> [Required action]: In the entries below, find the line with "log scroll offset." and print exactly every line from there up to and including the line with "pub fn max_offset(total: usize, height: usize)", with no other lines.

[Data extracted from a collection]
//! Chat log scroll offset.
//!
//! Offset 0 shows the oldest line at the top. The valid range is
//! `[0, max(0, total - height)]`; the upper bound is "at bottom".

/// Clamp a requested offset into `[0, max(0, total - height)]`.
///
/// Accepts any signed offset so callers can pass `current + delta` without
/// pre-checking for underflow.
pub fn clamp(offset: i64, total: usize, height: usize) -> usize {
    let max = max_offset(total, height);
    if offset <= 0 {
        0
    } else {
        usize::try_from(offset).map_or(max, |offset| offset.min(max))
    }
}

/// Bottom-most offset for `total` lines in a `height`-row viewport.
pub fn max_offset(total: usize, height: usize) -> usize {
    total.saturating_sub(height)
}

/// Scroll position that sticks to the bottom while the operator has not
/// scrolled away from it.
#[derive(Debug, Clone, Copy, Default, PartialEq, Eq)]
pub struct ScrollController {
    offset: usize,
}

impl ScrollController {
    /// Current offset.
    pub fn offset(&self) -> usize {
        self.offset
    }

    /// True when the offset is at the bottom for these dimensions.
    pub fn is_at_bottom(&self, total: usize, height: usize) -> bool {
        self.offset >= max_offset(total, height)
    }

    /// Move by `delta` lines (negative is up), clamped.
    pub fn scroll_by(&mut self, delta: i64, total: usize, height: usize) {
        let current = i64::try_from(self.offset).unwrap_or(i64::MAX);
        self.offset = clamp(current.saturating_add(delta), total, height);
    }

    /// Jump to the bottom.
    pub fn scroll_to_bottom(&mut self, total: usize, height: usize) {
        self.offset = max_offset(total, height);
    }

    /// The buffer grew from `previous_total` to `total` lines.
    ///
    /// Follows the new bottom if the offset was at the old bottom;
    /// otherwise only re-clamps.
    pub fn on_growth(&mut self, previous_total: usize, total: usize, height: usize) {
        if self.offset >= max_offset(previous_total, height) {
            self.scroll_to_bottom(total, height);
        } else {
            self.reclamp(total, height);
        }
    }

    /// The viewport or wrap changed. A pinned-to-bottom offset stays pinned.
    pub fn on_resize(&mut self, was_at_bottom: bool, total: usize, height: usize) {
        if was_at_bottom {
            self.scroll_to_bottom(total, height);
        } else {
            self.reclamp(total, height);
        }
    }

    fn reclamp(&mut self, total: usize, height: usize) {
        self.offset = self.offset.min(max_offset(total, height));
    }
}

* * *

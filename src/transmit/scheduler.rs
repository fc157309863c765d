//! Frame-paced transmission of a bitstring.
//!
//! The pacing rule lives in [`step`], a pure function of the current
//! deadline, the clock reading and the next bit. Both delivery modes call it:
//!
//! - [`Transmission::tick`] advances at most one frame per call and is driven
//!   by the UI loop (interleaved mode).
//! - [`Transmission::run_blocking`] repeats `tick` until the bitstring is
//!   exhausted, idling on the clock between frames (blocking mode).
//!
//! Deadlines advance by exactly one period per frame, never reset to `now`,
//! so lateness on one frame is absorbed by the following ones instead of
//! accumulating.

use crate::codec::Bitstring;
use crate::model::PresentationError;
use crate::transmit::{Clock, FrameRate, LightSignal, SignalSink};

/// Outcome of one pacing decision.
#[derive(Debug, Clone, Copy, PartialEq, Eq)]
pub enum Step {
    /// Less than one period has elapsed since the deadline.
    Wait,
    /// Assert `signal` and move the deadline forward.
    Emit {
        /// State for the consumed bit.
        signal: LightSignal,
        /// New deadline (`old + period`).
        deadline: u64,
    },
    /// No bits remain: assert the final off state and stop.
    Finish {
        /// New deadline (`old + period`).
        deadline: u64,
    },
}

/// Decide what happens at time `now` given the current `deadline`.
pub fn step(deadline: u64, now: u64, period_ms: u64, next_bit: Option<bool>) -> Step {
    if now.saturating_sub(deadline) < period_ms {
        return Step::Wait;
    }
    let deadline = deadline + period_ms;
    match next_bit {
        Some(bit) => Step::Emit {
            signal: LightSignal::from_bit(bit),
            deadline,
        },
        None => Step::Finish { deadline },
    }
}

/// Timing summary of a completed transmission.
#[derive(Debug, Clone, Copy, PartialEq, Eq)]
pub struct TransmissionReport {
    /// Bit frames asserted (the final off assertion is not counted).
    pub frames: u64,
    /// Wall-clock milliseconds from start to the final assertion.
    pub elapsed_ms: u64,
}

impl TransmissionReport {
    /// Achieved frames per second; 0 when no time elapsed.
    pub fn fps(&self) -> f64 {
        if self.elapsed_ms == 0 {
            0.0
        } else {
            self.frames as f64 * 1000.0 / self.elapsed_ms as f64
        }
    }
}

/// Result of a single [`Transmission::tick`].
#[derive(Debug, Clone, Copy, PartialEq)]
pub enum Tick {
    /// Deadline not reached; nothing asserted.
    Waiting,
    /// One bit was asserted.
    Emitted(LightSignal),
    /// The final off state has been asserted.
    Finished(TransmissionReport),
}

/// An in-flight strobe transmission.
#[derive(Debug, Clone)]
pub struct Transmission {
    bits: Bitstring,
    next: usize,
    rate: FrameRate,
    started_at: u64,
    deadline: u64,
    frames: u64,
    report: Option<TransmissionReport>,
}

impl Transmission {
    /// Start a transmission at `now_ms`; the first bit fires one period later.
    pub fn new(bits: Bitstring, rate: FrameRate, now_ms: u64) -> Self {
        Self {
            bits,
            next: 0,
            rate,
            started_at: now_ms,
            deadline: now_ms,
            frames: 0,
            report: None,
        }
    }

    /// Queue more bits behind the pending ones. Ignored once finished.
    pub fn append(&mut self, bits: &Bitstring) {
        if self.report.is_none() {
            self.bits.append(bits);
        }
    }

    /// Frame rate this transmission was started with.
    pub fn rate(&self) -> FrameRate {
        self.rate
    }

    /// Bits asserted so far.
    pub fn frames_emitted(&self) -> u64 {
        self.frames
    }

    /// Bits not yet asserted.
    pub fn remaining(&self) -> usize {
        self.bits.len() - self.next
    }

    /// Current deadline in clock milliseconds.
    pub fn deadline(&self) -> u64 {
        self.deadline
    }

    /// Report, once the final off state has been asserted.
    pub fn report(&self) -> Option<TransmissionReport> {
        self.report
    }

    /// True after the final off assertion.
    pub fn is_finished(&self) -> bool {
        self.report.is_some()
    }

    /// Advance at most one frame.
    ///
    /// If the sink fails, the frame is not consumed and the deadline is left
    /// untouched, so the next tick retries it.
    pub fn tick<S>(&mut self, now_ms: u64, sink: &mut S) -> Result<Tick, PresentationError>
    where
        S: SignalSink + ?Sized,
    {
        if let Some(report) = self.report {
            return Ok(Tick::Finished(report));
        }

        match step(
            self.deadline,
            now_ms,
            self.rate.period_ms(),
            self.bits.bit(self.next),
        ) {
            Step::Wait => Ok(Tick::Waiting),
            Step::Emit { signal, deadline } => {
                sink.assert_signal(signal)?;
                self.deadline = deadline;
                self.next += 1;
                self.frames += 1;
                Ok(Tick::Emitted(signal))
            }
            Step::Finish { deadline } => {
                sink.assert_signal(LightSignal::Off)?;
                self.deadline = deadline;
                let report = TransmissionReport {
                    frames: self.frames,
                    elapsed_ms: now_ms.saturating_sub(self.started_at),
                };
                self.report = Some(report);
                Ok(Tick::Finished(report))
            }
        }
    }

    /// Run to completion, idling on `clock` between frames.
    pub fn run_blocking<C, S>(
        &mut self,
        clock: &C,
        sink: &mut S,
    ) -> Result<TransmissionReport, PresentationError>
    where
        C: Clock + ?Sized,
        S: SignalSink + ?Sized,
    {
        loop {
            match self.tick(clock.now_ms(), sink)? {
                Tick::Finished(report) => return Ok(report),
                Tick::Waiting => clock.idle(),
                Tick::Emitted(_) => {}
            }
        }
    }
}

> [Task result]:
//! Chat log scroll offset.
//!
//! Offset 0 shows the oldest line at the top. The valid range is
//! `[0, max(0, total - height)]`; the upper bound is "at bottom".

/// Clamp a requested offset into `[0, max(0, total - height)]`.
///
/// Accepts any signed offset so callers can pass `current + delta` without
/// pre-checking for underflow.
pub fn clamp(offset: i64, total: usize, height: usize) -> usize {
    let max = max_offset(total, height);
    if offset <= 0 {
        0
    } else {
        usize::try_from(offset).map_or(max, |offset| offset.min(max))
    }
}

/// Bottom-most offset for `total` lines in a `height`-row viewport.
pub fn max_offset(total: usize, height: usize) -> usize {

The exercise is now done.